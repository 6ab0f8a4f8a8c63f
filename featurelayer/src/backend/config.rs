//! Configuration for the backend feature client.

use std::time::Duration;

/// Default base URL for the map backend.
pub const DEFAULT_BASE_URL: &str = "http://localhost:8080";

/// Default HTTP timeout for feature queries, in seconds.
pub const DEFAULT_TIMEOUT_SECS: u64 = 30;

/// Configuration for [`super::BackendClient`].
#[derive(Debug, Clone)]
pub struct BackendConfig {
    /// Base URL of the map backend, without a trailing slash.
    pub base_url: String,

    /// HTTP request timeout.
    pub timeout: Duration,
}

impl BackendConfig {
    /// Create a config for the given base URL with the default timeout.
    pub fn new(base_url: impl Into<String>) -> Self {
        Self {
            base_url: base_url.into(),
            timeout: Duration::from_secs(DEFAULT_TIMEOUT_SECS),
        }
    }

    /// Set the HTTP request timeout.
    pub fn with_timeout(mut self, timeout: Duration) -> Self {
        self.timeout = timeout;
        self
    }
}

impl Default for BackendConfig {
    fn default() -> Self {
        Self::new(DEFAULT_BASE_URL)
    }
}
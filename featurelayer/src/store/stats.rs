//! Store statistics tracking and reporting.

use std::time::Instant;

/// Store statistics for monitoring and debugging.
///
/// Diagnostic only; no store behavior depends on these counters.
#[derive(Debug, Clone)]
pub struct StoreStats {
    // Fetch metrics
    pub fetches: u64,
    pub fetch_successes: u64,
    pub fetch_failures: u64,

    // Read metrics
    pub read_hits: u64,
    pub read_misses: u64,

    // Current contents
    pub entry_count: usize,

    // Timing
    pub created_at: Instant,
}

impl Default for StoreStats {
    fn default() -> Self {
        Self::new()
    }
}

impl StoreStats {
    /// Create a new statistics tracker.
    pub fn new() -> Self {
        Self {
            fetches: 0,
            fetch_successes: 0,
            fetch_failures: 0,
            read_hits: 0,
            read_misses: 0,
            entry_count: 0,
            created_at: Instant::now(),
        }
    }

    /// Calculate the fraction of fetches that succeeded (0.0 to 1.0).
    ///
    /// Fetches still in flight are not counted.
    pub fn fetch_success_rate(&self) -> f64 {
        let resolved = self.fetch_successes + self.fetch_failures;
        if resolved == 0 {
            0.0
        } else {
            self.fetch_successes as f64 / resolved as f64
        }
    }

    /// Calculate the read hit rate (0.0 to 1.0).
    pub fn read_hit_rate(&self) -> f64 {
        let total = self.read_hits + self.read_misses;
        if total == 0 {
            0.0
        } else {
            self.read_hits as f64 / total as f64
        }
    }

    /// Get the uptime duration since statistics started.
    pub fn uptime(&self) -> std::time::Duration {
        self.created_at.elapsed()
    }

    /// Record a fetch being issued.
    pub fn record_fetch_started(&mut self) {
        self.fetches += 1;
    }

    /// Record a fetch resolving successfully.
    pub fn record_fetch_success(&mut self) {
        self.fetch_successes += 1;
    }

    /// Record a fetch resolving with an error.
    pub fn record_fetch_failure(&mut self) {
        self.fetch_failures += 1;
    }

    /// Record a read that found a cached payload.
    pub fn record_read_hit(&mut self) {
        self.read_hits += 1;
    }

    /// Record a read that found nothing.
    pub fn record_read_miss(&mut self) {
        self.read_misses += 1;
    }

    /// Update the current entry count.
    pub fn update_entry_count(&mut self, count: usize) {
        self.entry_count = count;
    }
}
//! FeatureLayer CLI - Command-line interface
//!
//! Fetches geographic query features from a map backend and prints them
//! as a summary or as raw JSON.

mod error;
mod output;

use clap::Parser;
use error::CliError;
use featurelayer::backend::{BackendConfig, DEFAULT_BASE_URL};
use featurelayer::logging::{default_log_dir, default_log_file, init_logging};
use featurelayer::service::FeatureLayerService;
use featurelayer::store::FetchOutcome;
use std::process;
use std::time::Duration;

#[derive(Parser)]
#[command(name = "featurelayer")]
#[command(about = "Fetch geographic query features from a map backend", long_about = None)]
#[command(version = featurelayer::VERSION)]
struct Args {
    /// Query identifiers to fetch
    #[arg(required = true)]
    queries: Vec<String>,

    /// Base URL of the map backend
    #[arg(long, default_value = DEFAULT_BASE_URL)]
    base_url: String,

    /// HTTP timeout in seconds
    #[arg(long, default_value = "30")]
    timeout: u64,

    /// Print raw JSON instead of a summary
    #[arg(long)]
    json: bool,
}

#[tokio::main]
async fn main() {
    let args = Args::parse();

    if args.timeout == 0 {
        eprintln!("Error: timeout must be at least 1 second");
        process::exit(1);
    }

    let _logging_guard = match init_logging(default_log_dir(), default_log_file()) {
        Ok(guard) => guard,
        Err(e) => CliError::LoggingInit(e.to_string()).exit(),
    };

    let config =
        BackendConfig::new(args.base_url.clone()).with_timeout(Duration::from_secs(args.timeout));
    let service = match FeatureLayerService::from_config(&config) {
        Ok(service) => service,
        Err(e) => CliError::ServiceCreation(e).exit(),
    };

    for query in &args.queries {
        service.fetch_features_for_query(query).await;
    }

    let store = service.store();
    let mut failures = 0;

    for query in &args.queries {
        match store.features_by_id(query) {
            Some(features) => {
                if args.json {
                    match serde_json::to_string_pretty(&features) {
                        Ok(body) => println!("{}", body),
                        Err(e) => CliError::Render(e.to_string()).exit(),
                    }
                } else {
                    println!("{}", output::summarize(query, &features));
                }
            }
            None => {
                failures += 1;
                match store.outcome(query) {
                    Some(FetchOutcome::Failed(reason)) => {
                        eprintln!("Fetch for '{}' failed: {}", query, reason);
                    }
                    _ => {
                        eprintln!("Fetch for '{}' returned no payload", query);
                    }
                }
            }
        }
    }

    if failures > 0 {
        process::exit(1);
    }
}
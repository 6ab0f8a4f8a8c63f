//! Data model for geographic feature query responses.
//!
//! These are our own types, decoupled from the backend service. Only the
//! fields needed for map display are represented; unknown fields in the
//! response are ignored. The wire format is JSON with camelCase keys
//! (`geoByField`, `geoByTier`, `geoJson`).

use serde::{Deserialize, Serialize};
use std::collections::HashMap;

/// Mapping from field name to the geometry terms extracted for that field.
pub type GeoByField = HashMap<String, GeoTerms>;

/// Mapping from tier name to the geometry rendered at that tier.
pub type GeoByTier = HashMap<String, Geo>;

/// Mapping from query identifier to its feature payload.
///
/// Keys are unique and last-write-wins; no ordering is guaranteed.
pub type GeoFeaturesMap = HashMap<String, GeoFeatures>;

/// Response envelope for one geographic query.
#[derive(Debug, Clone, PartialEq, Serialize, Deserialize)]
#[serde(rename_all = "camelCase")]
pub struct GeoFeatures {
    /// Geometry terms keyed by field name.
    #[serde(default)]
    pub geo_by_field: GeoByField,
    /// Derived geometry functions computed over the query's fields.
    #[serde(default)]
    pub functions: Vec<GeoFunction>,
}

/// Geometry terms for a single field.
///
/// A field carries a single geometry, a tiered geometry, or both.
/// Optional fields may be absent on the wire.
#[derive(Debug, Clone, PartialEq, Serialize, Deserialize)]
#[serde(rename_all = "camelCase")]
pub struct GeoTerms {
    /// Geometry type tag reported by the backend.
    #[serde(rename = "type")]
    pub geo_type: String,
    /// Single geometry covering every term for the field.
    #[serde(skip_serializing_if = "Option::is_none")]
    pub geo: Option<Geo>,
    /// Geometry broken down by granularity tier.
    #[serde(skip_serializing_if = "Option::is_none")]
    pub geo_by_tier: Option<GeoByTier>,
}

/// A geometry represented in two formats.
///
/// The backend sends the same geometry as well-known text and as a
/// GeoJSON-shaped value. No invariant ties the two together; both are
/// passed through as-is.
#[derive(Debug, Clone, PartialEq, Serialize, Deserialize)]
#[serde(rename_all = "camelCase")]
pub struct Geo {
    /// Well-known-text rendering of the geometry.
    pub wkt: String,
    /// The same geometry as a GeoJSON-shaped value.
    pub geo_json: serde_json::Value,
}

/// A named derived function over query fields and its resulting geometry.
#[derive(Debug, Clone, PartialEq, Serialize, Deserialize)]
#[serde(rename_all = "camelCase")]
pub struct GeoFunction {
    /// Name of the derived function.
    pub function: String,
    /// Field names the function was computed over.
    pub fields: Vec<String>,
    /// Resulting geometry as a GeoJSON-shaped value.
    pub geo_json: serde_json::Value,
}

/// Result-count metadata carried by paged backend listings.
#[derive(Debug, Clone, Copy, PartialEq, Eq, Serialize, Deserialize)]
#[serde(rename_all = "camelCase")]
pub struct Meta {
    pub total_count: u64,
}

impl GeoFeatures {
    /// Returns true if the payload carries no field geometry and no functions.
    pub fn is_empty(&self) -> bool {
        self.geo_by_field.is_empty() && self.functions.is_empty()
    }
}
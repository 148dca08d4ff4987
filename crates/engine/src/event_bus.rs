// SPDX-License-Identifier: BUSL-1.1
// Copyright (c) 2026 Alfred Jean LLC

//! Single-producer, multi-consumer event fan-out.
//!
//! `emit` never blocks on a slow subscriber: a full subscriber buffer drops
//! the newest event for that subscriber only, and increments its drop
//! counter. Other subscribers are unaffected.

use drain_core::Event;
use parking_lot::Mutex;
use std::sync::atomic::{AtomicU64, Ordering};
use std::sync::Arc;
use tokio::sync::mpsc;

/// Default per-subscriber buffer size.
pub const DEFAULT_BUFFER: usize = 256;

struct Subscriber {
    id: u64,
    tx: mpsc::Sender<Event>,
    dropped: Arc<AtomicU64>,
}

/// The bus. Cheap to clone; all clones share the same subscriber registry.
#[derive(Clone)]
pub struct EventBus {
    subscribers: Arc<Mutex<Vec<Subscriber>>>,
    next_id: Arc<AtomicU64>,
}

impl Default for EventBus {
    fn default() -> Self {
        Self::new()
    }
}

impl EventBus {
    pub fn new() -> Self {
        Self {
            subscribers: Arc::new(Mutex::new(Vec::new())),
            next_id: Arc::new(AtomicU64::new(1)),
        }
    }

    /// Subscribe with the default buffer size.
    pub fn subscribe(&self) -> EventReceiver {
        self.subscribe_buffered(DEFAULT_BUFFER)
    }

    pub fn subscribe_buffered(&self, buffer: usize) -> EventReceiver {
        let (tx, rx) = mpsc::channel(buffer.max(1));
        let dropped = Arc::new(AtomicU64::new(0));
        let id = self.next_id.fetch_add(1, Ordering::SeqCst);
        self.subscribers.lock().push(Subscriber {
            id,
            tx,
            dropped: Arc::clone(&dropped),
        });
        EventReceiver {
            id,
            rx,
            dropped,
            bus: self.clone(),
        }
    }

    fn unsubscribe(&self, id: u64) {
        self.subscribers.lock().retain(|s| s.id != id);
    }

    /// Deliver `event` to every current subscriber. Never blocks: a full
    /// channel drops the event for that subscriber and counts it.
    pub fn emit(&self, event: Event) {
        let subscribers = self.subscribers.lock();
        for sub in subscribers.iter() {
            if sub.tx.try_send(event.clone()).is_err() {
                sub.dropped.fetch_add(1, Ordering::Relaxed);
                tracing::warn!(subscriber = sub.id, kind = event.kind(), "dropped event, subscriber buffer full");
            }
        }
    }

    /// Closes every subscriber channel. Further `emit` calls are no-ops
    /// once the registry is cleared.
    pub fn close(&self) {
        self.subscribers.lock().clear();
    }

    pub fn subscriber_count(&self) -> usize {
        self.subscribers.lock().len()
    }
}

/// A subscriber's receiving end. Owned by exactly one consumer task.
pub struct EventReceiver {
    id: u64,
    rx: mpsc::Receiver<Event>,
    dropped: Arc<AtomicU64>,
    bus: EventBus,
}

impl EventReceiver {
    pub async fn recv(&mut self) -> Option<Event> {
        self.rx.recv().await
    }

    pub fn dropped_count(&self) -> u64 {
        self.dropped.load(Ordering::Relaxed)
    }
}

impl Drop for EventReceiver {
    fn drop(&mut self) {
        self.bus.unsubscribe(self.id);
    }
}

..........

The task
Which lines above hold the word "resolving"? Copy each of them.

Finished exercise
    /// Record a fetch resolving successfully.
    /// Record a fetch resolving with an error.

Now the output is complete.